use axum::Json;

use crate::dto::HelloResponse;

pub const HELLO_MESSAGE: &str = "Hello from the goodness-of-fit backend!";

pub async fn hello() -> Json<HelloResponse> {
    Json(HelloResponse {
        message: HELLO_MESSAGE.to_string(),
    })
}

pub async fn health_check() -> &'static str {
    "OK"
}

* * * * * * *

▶ ACTIVITY: Write out once more the lines above beginning at the line with "pub async fn hello()"; continue through the final line and stop there.

▶ OUTPUT OF THE EXERCISE:
pub async fn hello() -> Json<HelloResponse> {
    Json(HelloResponse {
        message: HELLO_MESSAGE.to_string(),
    })
}

pub async fn health_check() -> &'static str {
    "OK"
}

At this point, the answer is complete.